Directions for this task> Among the entries that follow, some lines contain the word "over". Show all of them.

Top of Data in this exercise

//! File access for packaging and rendering.

use std::fs;
use std::path::{Component, Path, PathBuf};

use automate_core::{
    CodeTemplate, CodeTemplateFile, Pattern, ToolkitDefinition, VersionInstruction, package,
};
use chrono::{DateTime, Utc};
use tracing::debug;

use crate::error::{Result, RuntimeError};

/// Locates, reads and writes files on behalf of automation.
pub trait FilePathResolver {
    fn exists_at_path(&self, path: &Path) -> bool;

    fn get_file_at_path(&self, path: &Path) -> Result<Vec<u8>>;

    /// Joins a `/` or `\` separated relative path onto `root`.
    ///
    /// # Errors
    ///
    /// Returns [`RuntimeError::PathOutsideRoot`] for absolute paths and for
    /// paths with a `..` component.
    fn create_path(&self, root: &Path, relative: &str) -> Result<PathBuf>;

    /// Final component of `path`, or an empty string.
    fn get_filename(&self, path: &Path) -> String;

    fn modified_at(&self, path: &Path) -> Result<DateTime<Utc>>;

    /// Writes `contents`, creating missing parent directories.
    fn write_file(&self, path: &Path, contents: &[u8]) -> Result<()>;
}

/// [`FilePathResolver`] over the local file system.
#[derive(Debug, Clone, Copy, Default)]
pub struct LocalFileSystem;

impl FilePathResolver for LocalFileSystem {
    fn exists_at_path(&self, path: &Path) -> bool {
        path.exists()
    }

    fn get_file_at_path(&self, path: &Path) -> Result<Vec<u8>> {
        fs::read(path).map_err(|e| RuntimeError::io(path, e))
    }

    fn create_path(&self, root: &Path, relative: &str) -> Result<PathBuf> {
        let outside = |reason: &str| RuntimeError::PathOutsideRoot {
            path: relative.to_string(),
            reason: reason.to_string(),
        };
        if relative.starts_with(['/', '\\']) {
            return Err(outside("absolute path"));
        }

        let mut path = root.to_path_buf();
        for part in relative.split(['/', '\\']) {
            match Path::new(part).components().next() {
                None | Some(Component::CurDir) => {}
                Some(Component::ParentDir) => return Err(outside("parent directory component")),
                Some(Component::RootDir | Component::Prefix(_)) => {
                    return Err(outside("absolute path"));
                }
                Some(Component::Normal(_)) => path.push(part),
            }
        }
        Ok(path)
    }

    fn get_filename(&self, path: &Path) -> String {
        path.file_name()
            .map(|name| name.to_string_lossy().into_owned())
            .unwrap_or_default()
    }

    fn modified_at(&self, path: &Path) -> Result<DateTime<Utc>> {
        let modified = fs::metadata(path)
            .and_then(|meta| meta.modified())
            .map_err(|e| RuntimeError::io(path, e))?;
        Ok(DateTime::<Utc>::from(modified))
    }

    fn write_file(&self, path: &Path, contents: &[u8]) -> Result<()> {
        if let Some(parent) = path.parent() {
            fs::create_dir_all(parent).map_err(|e| RuntimeError::io(parent, e))?;
        }
        fs::write(path, contents).map_err(|e| RuntimeError::io(path, e))?;
        debug!(path = %path.display(), bytes = contents.len(), "Wrote file");
        Ok(())
    }
}

/// Reads the source of every code template declared in `pattern`.
///
/// Each template's `original_file_path` is resolved against `source_root`.
///
/// # Errors
///
/// Returns [`RuntimeError::Io`] for a template whose source cannot be read.
pub fn read_code_templates(
    pattern: &Pattern,
    source_root: &Path,
    files: &impl FilePathResolver,
) -> Result<Vec<CodeTemplateFile>> {
    let mut templates: Vec<&CodeTemplate> = Vec::new();
    pattern
        .root
        .walk(&mut |element| templates.extend(element.code_templates.iter()));

    templates
        .into_iter()
        .map(|template| {
            let path = files.create_path(source_root, &template.original_file_path)?;
            let contents = files.get_file_at_path(&path)?;
            let modified = files.modified_at(&path)?;
            Ok(CodeTemplateFile::new(template.id.clone(), contents, modified))
        })
        .collect()
}

/// Packages `pattern` with template sources read from `source_root`.
///
/// # Errors
///
/// Fails like [`read_code_templates`] and [`package`].
pub fn package_toolkit(
    pattern: &mut Pattern,
    source_root: &Path,
    files: &impl FilePathResolver,
    instruction: VersionInstruction,
) -> Result<ToolkitDefinition> {
    let templates = read_code_templates(pattern, source_root, files)?;
    let toolkit = package(pattern, templates, instruction)?;
    debug!(
        pattern = %toolkit.name(),
        version = %toolkit.version,
        templates = toolkit.code_template_files.len(),
        "Packaged toolkit"
    );
    Ok(toolkit)
}
//! Explicit session handle over a store.
//!
//! A [`Workspace`] owns the configuration, the document store and the
//! currently selected draft. Every operation that needs "the current draft"
//! goes through the handle instead of process-wide state.

use automate_core::{DraftDefinition, Id, MigrationResult, Pattern, ToolkitDefinition};
use tracing::info;

use crate::config::StoreConfig;
use crate::error::{Result, StoreError};
use crate::store::LocalStore;

/// A session over one store with an optional current draft.
///
/// # Examples
///
/// ```no_run
/// use automate_core::{Pattern, VersionInstruction, package};
/// use automate_store::{StoreConfig, Workspace};
///
/// let mut workspace = Workspace::open(StoreConfig::default()).unwrap();
/// let mut pattern = Pattern::new("Api");
/// let toolkit = package(&mut pattern, Vec::new(), VersionInstruction::Auto).unwrap();
/// workspace.install_toolkit(&toolkit).unwrap();
///
/// workspace.create_draft(&toolkit, "orders").unwrap();
/// let result = workspace.upgrade_current_draft(false).unwrap();
/// assert!(result.is_success());
/// ```
#[derive(Debug)]
pub struct Workspace {
    config: StoreConfig,
    store: LocalStore,
    current: Option<DraftDefinition>,
}

impl Workspace {
    /// Opens the workspace, creating the store and output directories.
    ///
    /// # Errors
    ///
    /// Returns [`StoreError::IoError`] if a directory cannot be created.
    pub fn open(config: StoreConfig) -> Result<Self> {
        std::fs::create_dir_all(&config.output_dir)?;
        let store = LocalStore::open(&config.store_dir)?;
        info!(store = %config.store_dir.display(), "Opened workspace");
        Ok(Self {
            config,
            store,
            current: None,
        })
    }

    pub fn config(&self) -> &StoreConfig {
        &self.config
    }

    pub fn store(&self) -> &LocalStore {
        &self.store
    }

    pub fn save_pattern(&self, pattern: &Pattern) -> Result<()> {
        self.store.save_pattern(pattern)
    }

    /// Stores a packaged toolkit together with the pattern it snapshots.
    pub fn install_toolkit(&self, toolkit: &ToolkitDefinition) -> Result<()> {
        self.store.save_toolkit(toolkit)?;
        self.store.save_pattern(&toolkit.pattern)?;
        info!(pattern = %toolkit.name(), version = %toolkit.version, "Installed toolkit");
        Ok(())
    }

    /// Creates and stores a draft of `toolkit`, making it current.
    pub fn create_draft(&mut self, toolkit: &ToolkitDefinition, name: &str) -> Result<&mut DraftDefinition> {
        let draft = DraftDefinition::new(toolkit, name)?;
        self.store.save_draft(&draft)?;
        info!(draft = %draft.name, id = %draft.id, version = %draft.version(), "Created draft");
        Ok(self.current.insert(draft))
    }

    /// Loads the draft `id` and makes it current.
    ///
    /// # Errors
    ///
    /// Returns [`StoreError::DraftNotFound`] if no such draft is stored; the
    /// current selection is kept.
    pub fn switch_draft(&mut self, id: &Id) -> Result<&mut DraftDefinition> {
        let draft = self.store.load_draft(id)?;
        info!(draft = %draft.name, id = %draft.id, "Switched draft");
        Ok(self.current.insert(draft))
    }

    pub fn current_draft(&self) -> Result<&DraftDefinition> {
        self.current.as_ref().ok_or(StoreError::NoCurrentDraft)
    }

    pub fn current_draft_mut(&mut self) -> Result<&mut DraftDefinition> {
        self.current.as_mut().ok_or(StoreError::NoCurrentDraft)
    }

    /// Persists the current draft.
    pub fn save_draft(&self) -> Result<()> {
        self.store.save_draft(self.current_draft()?)
    }

    /// Upgrades the current draft to the latest installed toolkit of its
    /// pattern.
    ///
    /// The upgraded draft is persisted only when the upgrade succeeds. A
    /// refused upgrade leaves both the stored and the in-memory draft as they
    /// were.
    ///
    /// # Errors
    ///
    /// Returns [`StoreError::NoCurrentDraft`],
    /// [`StoreError::ToolkitNotFound`] when no toolkit is installed, or a core
    /// error raised by the migration.
    pub fn upgrade_current_draft(&mut self, force: bool) -> Result<MigrationResult> {
        let draft = self.current.as_mut().ok_or(StoreError::NoCurrentDraft)?;
        let latest = self.store.latest_toolkit(draft.toolkit.id())?;
        let result = draft.upgrade(&latest, force)?;
        if result.is_success() {
            self.store.save_draft(draft)?;
        }
        Ok(result)
    }

    /// Every stored draft, sorted by name.
    pub fn list_drafts(&self) -> Result<Vec<DraftDefinition>> {
        self.store.list_drafts()
    }

    /// Deletes a stored draft, clearing the selection if it was current.
    pub fn delete_draft(&mut self, id: &Id) -> Result<()> {
        self.store.delete_draft(id)?;
        if self.current.as_ref().is_some_and(|draft| &draft.id == id) {
            self.current = None;
        }
        Ok(())
    }
}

Bottom of Data in this exercise

Solution for this exercise>
/// [`FilePathResolver`] over the local file system.
//! Explicit session handle over a store.
/// A session over one store with an optional current draft.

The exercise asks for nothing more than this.